27 Mar 2009 Clouds Clearing
This was a good week from both the perspective of strong new monetary remedies as well as economic indicators that the economy may be turning. On Monday, Mr. Geithner knocked one out of the park (market-wise) when he announced his plan to buy as much as $1 trillion of bad assets from banks and avoid nationalization. Bond fund giants Pimco and Blackrock and others say they will participate in the plan. Economic reports on housing and durable goods also added to the prospect that the fourth quarter’s slide of 6.3% might have been its worst.
On Monday the National Association of Realtors reported that existing home sales increased 5.1% from January. The report also showed that prices firmed up .4% to a median $165,400. On Wednesday the National Association of Homebuilders reported that new home sales gained a sizeable 4.7% in February which followed a 10.2% drop in January.
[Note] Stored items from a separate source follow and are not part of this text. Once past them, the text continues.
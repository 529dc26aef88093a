//! Asset store implementation using Apache OpenDAL.

use bytes::Bytes;
use opendal::{ErrorKind, Operator, services};
use tracing::debug;
use vantage_shared::config::AssetProvider;

use super::error::AssetError;

/// A loaded widget bundle.
#[derive(Debug, Clone, PartialEq, Eq)]
pub struct ContentUnit {
    /// Storage key the bundle was read from.
    pub name: String,
    /// MIME type derived from the key extension.
    pub content_type: String,
    /// Raw bundle bytes.
    pub body: Bytes,
}

impl ContentUnit {
    /// Size of the body in bytes.
    #[must_use]
    pub fn size(&self) -> usize {
        self.body.len()
    }

    /// Body as UTF-8 text, if it is text.
    #[must_use]
    pub fn as_text(&self) -> Option<&str> {
        std::str::from_utf8(&self.body).ok()
    }
}

/// Read access to widget bundles.
pub struct AssetStore {
    operator: Operator,
    provider: &'static str,
}

impl AssetStore {
    /// Create a store from provider configuration.
    ///
    /// # Errors
    ///
    /// Returns an error if the storage provider cannot be initialized.
    pub fn from_provider(provider: &AssetProvider) -> Result<Self, AssetError> {
        let operator = Self::create_operator(provider)?;
        Ok(Self {
            operator,
            provider: provider.name(),
        })
    }

    /// Empty in-memory store.
    ///
    /// # Errors
    ///
    /// Returns an error if the memory backend cannot be initialized.
    pub fn memory() -> Result<Self, AssetError> {
        Self::from_provider(&AssetProvider::Memory)
    }

    fn create_operator(provider: &AssetProvider) -> Result<Operator, AssetError> {
        let operator = match provider {
            AssetProvider::S3 {
                endpoint,
                bucket,
                access_key_id,
                secret_access_key,
                region,
            } => {
                let builder = services::S3::default()
                    .endpoint(endpoint)
                    .bucket(bucket)
                    .access_key_id(access_key_id)
                    .secret_access_key(secret_access_key)
                    .region(region);
                Operator::new(builder)
                    .map_err(|e| AssetError::configuration(e.to_string()))?
                    .finish()
            }
            AssetProvider::AzureBlob {
                account,
                access_key,
                container,
            } => {
                let builder = services::Azblob::default()
                    .account_name(account)
                    .account_key(access_key)
                    .container(container);
                Operator::new(builder)
                    .map_err(|e| AssetError::configuration(e.to_string()))?
                    .finish()
            }
            AssetProvider::LocalFs { root } => {
                let builder = services::Fs::default().root(
                    root.to_str()
                        .ok_or_else(|| AssetError::configuration("invalid path"))?,
                );
                Operator::new(builder)
                    .map_err(|e| AssetError::configuration(e.to_string()))?
                    .finish()
            }
            AssetProvider::Memory => Operator::new(services::Memory::default())
                .map_err(|e| AssetError::configuration(e.to_string()))?
                .finish(),
        };
        Ok(operator)
    }

    /// Read a bundle.
    ///
    /// # Errors
    ///
    /// Returns `NotFound` for a missing key, `InvalidKey` for a malformed
    /// one, and `Operation` for backend failures.
    pub async fn read(&self, key: &str) -> Result<ContentUnit, AssetError> {
        validate_key(key)?;
        debug!(provider = self.provider, key, "reading asset");

        let body = self
            .operator
            .read(key)
            .await
            .map_err(|e| map_missing(e, key))?
            .to_bytes();

        Ok(ContentUnit {
            name: key.to_string(),
            content_type: content_type_for(key).to_string(),
            body,
        })
    }

    /// Store a bundle under `key`, replacing any existing one.
    ///
    /// # Errors
    ///
    /// Returns an error if the key is malformed or the write fails.
    pub async fn write(&self, key: &str, body: impl Into<Bytes>) -> Result<(), AssetError> {
        validate_key(key)?;
        let body: Bytes = body.into();
        self.operator.write(key, body).await?;
        Ok(())
    }

    /// Check if a bundle exists.
    pub async fn exists(&self, key: &str) -> bool {
        if validate_key(key).is_err() {
            return false;
        }
        match self.operator.stat(key).await {
            Ok(_) => true,
            Err(e) if e.kind() == ErrorKind::NotFound => false,
            Err(e) => {
                debug!(provider = self.provider, key, error = %e, "asset stat failed");
                false
            }
        }
    }

    /// Get the storage provider name.
    #[must_use]
    pub const fn provider_name(&self) -> &'static str {
        self.provider
    }
}

fn map_missing(err: opendal::Error, key: &str) -> AssetError {
    if err.kind() == ErrorKind::NotFound {
        AssetError::not_found(key)
    } else {
        AssetError::from(err)
    }
}

/// Keys are relative, non-empty, and never step outside the store root.
fn validate_key(key: &str) -> Result<(), AssetError> {
    let escapes = key.split('/').any(|segment| segment == "..");
    if key.is_empty() || key.starts_with('/') || key.ends_with('/') || escapes {
        return Err(AssetError::InvalidKey(key.to_string()));
    }
    Ok(())
}

fn content_type_for(key: &str) -> &'static str {
    let extension = key
        .rsplit_once('.')
        .map(|(_, ext)| ext.to_ascii_lowercase())
        .unwrap_or_default();

    match extension.as_str() {
        "js" | "mjs" => "text/javascript",
        "json" => "application/json",
        "gltf" => "model/gltf+json",
        "glb" => "model/gltf-binary",
        "svg" => "image/svg+xml",
        "html" => "text/html",
        "wasm" => "application/wasm",
        "png" => "image/png",
        _ => "application/octet-stream",
    }
}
Supply on the market fell to 12.2 months from 12.9 months, still quite large, but an improvement nonetheless.
Wednesday’s positive reports also included surprise news that Durable Goods Orders rose 3.4% in February. The report which gauges the demand for machinery, computers and defense equipment showed the largest increase in a year and follows a 7.3% decrease in January.
March has seen the best monthly rally since 1974 with the S&P 500 index rising nearly 24% since March 9th. The characteristics of the rally suggest investors sense economic recovery. Financials are up a whopping 26% in the last 12 days. The other cyclical sectors of the economy, including consumer discretionary, technology, industrials, and energy are all up suggesting that investors see earnings prospects improving. At the same time, the more defensive sectors, which are less or non-cyclical in nature and include consumer staples, health care, and utilities have all declined during this rally. Money managers are positioning their portfolios for a recovery in earnings.
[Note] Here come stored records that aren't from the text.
//! Core domain logic for Vantage.
//!
//! This crate has ZERO web dependencies. The dashboard's HTTP layer drives
//! everything through the types exported here.
//!
//! # Modules
//!
//! - `deferred` - Placeholder-then-content loading of heavyweight widgets
//! - `assets` - Object storage holding widget bundles
//! - `account` - Account metric snapshots and their sources

pub mod account;
pub mod assets;
pub mod deferred;
//! Forward-only cursor over an immutable byte buffer.

use crate::CodecError;

/// Sequential decoder over one attachment's bytes.
///
/// Every read checks the remaining length immediately before consuming.
/// Variable-length fields make the required total unknown up front, so the
/// check cannot be hoisted to construction time.
#[derive(Debug)]
pub struct Decoder<'a> {
    buf: &'a [u8],
    pos: usize,
}

impl<'a> Decoder<'a> {
    pub fn new(buf: &'a [u8]) -> Self {
        Self { buf, pos: 0 }
    }

    /// Byte offset of the cursor from the start of the buffer.
    pub fn position(&self) -> usize {
        self.pos
    }

    /// Bytes left to read.
    pub fn remaining(&self) -> usize {
        self.buf.len() - self.pos
    }

    pub fn is_empty(&self) -> bool {
        self.remaining() == 0
    }

    fn take(&mut self, n: usize) -> Result<&'a [u8], CodecError> {
        let remaining = self.remaining();
        if remaining < n {
            return Err(CodecError::Truncated {
                needed: n - remaining,
                remaining,
            });
        }
        let slice = &self.buf[self.pos..self.pos + n];
        self.pos += n;
        Ok(slice)
    }

    pub fn read_u8(&mut self) -> Result<u8, CodecError> {
        Ok(self.take(1)?[0])
    }

    pub fn read_u16(&mut self) -> Result<u16, CodecError> {
        let bytes = self.take(2)?;
        Ok(u16::from_le_bytes(bytes.try_into().expect("checked length")))
    }

    pub fn read_u32(&mut self) -> Result<u32, CodecError> {
        let bytes = self.take(4)?;
        Ok(u32::from_le_bytes(bytes.try_into().expect("checked length")))
    }

    pub fn read_u64(&mut self) -> Result<u64, CodecError> {
        let bytes = self.take(8)?;
        Ok(u64::from_le_bytes(bytes.try_into().expect("checked length")))
    }

    pub fn read_i64(&mut self) -> Result<i64, CodecError> {
        let bytes = self.take(8)?;
        Ok(i64::from_le_bytes(bytes.try_into().expect("checked length")))
    }

    /// Read `n` raw bytes as a slice borrowed from the input buffer.
    pub fn read_bytes(&mut self, n: usize) -> Result<&'a [u8], CodecError> {
        self.take(n)
    }
}

#[cfg(test)]
mod tests {
    use super::*;

    #[test]
    fn reads_advance_the_cursor() {
        let buf = [0x01, 0x02, 0x03, 0x04, 0x05];
        let mut d = Decoder::new(&buf);
        assert_eq!(d.read_u8().unwrap(), 0x01);
        assert_eq!(d.position(), 1);
        assert_eq!(d.read_u16().unwrap(), 0x0302);
        assert_eq!(d.position(), 3);
        assert_eq!(d.remaining(), 2);
        assert_eq!(d.read_bytes(2).unwrap(), &[0x04, 0x05]);
        assert!(d.is_empty());
    }

    #[test]
    fn integers_are_little_endian() {
        let buf = 0x1122_3344_5566_7788u64.to_le_bytes();
        let mut d = Decoder::new(&buf);
        assert_eq!(d.read_u64().unwrap(), 0x1122_3344_5566_7788);
    }

    #[test]
    fn signed_read_recovers_negative_values() {
        let buf = (-42i64).to_le_bytes();
        let mut d = Decoder::new(&buf);
        assert_eq!(d.read_i64().unwrap(), -42);
    }

    #[test]
    fn truncated_read_reports_shortfall() {
        let buf = [0x01, 0x02, 0x03];
        let mut d = Decoder::new(&buf);
        assert_eq!(
            d.read_u64(),
            Err(CodecError::Truncated {
                needed: 5,
                remaining: 3,
            })
        );
        // A failed read must not move the cursor.
        assert_eq!(d.position(), 0);
        assert_eq!(d.read_u16().unwrap(), 0x0201);
    }

    #[test]
    fn truncation_is_detected_mid_buffer() {
        let buf = [0u8; 10];
        let mut d = Decoder::new(&buf);
        d.read_u64().unwrap();
        assert_eq!(
            d.read_u32(),
            Err(CodecError::Truncated {
                needed: 2,
                remaining: 2,
            })
        );
    }

    #[test]
    fn zero_length_byte_read_always_succeeds() {
        let mut d = Decoder::new(&[]);
        assert_eq!(d.read_bytes(0).unwrap(), &[] as &[u8]);
        assert!(d.is_empty());
    }
}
However, earnings improvement may be slow and uneven. Earlier this week JP Morgan cut its earnings estimates for S&P 500 companies to $57 this year compared with a previous forecast of $65. The Credit Suisse chart below shows how steadily, and perhaps stubbornly analysts have reduced their full-year earnings projections for S&P 500 companies. JP Morgan’s latest estimate takes the average still lower than $61.40 estimate on the chart.
First quarter ‘09 earnings announcements begin next month. They will provide the first evidence of how well companies were able to downsize in the face of a rapidly declining economy. The prevailing market-think is that they did so very well as inventories were not high and layoffs were so dramatic. There may in fact be some positive surprises signaling that the decline in corporate earnings may have bottomed.
Much of the market’s confidence in recovery comes from monetary measures taken by the Federal Reserve and the Treasury, not from fiscal measures of the Congress or Administration. The $750 stimulus package and the President’s ambitious budget have not received high marks. They continue to be criticized as the wrong approach to fixing the economy because they do not offer significant near-term remedies to recession pressures and they are hugely inflationary. As he pushes his budget along with the yawning deficits it will create, Mr. Obama is considering ways to shave those deficits.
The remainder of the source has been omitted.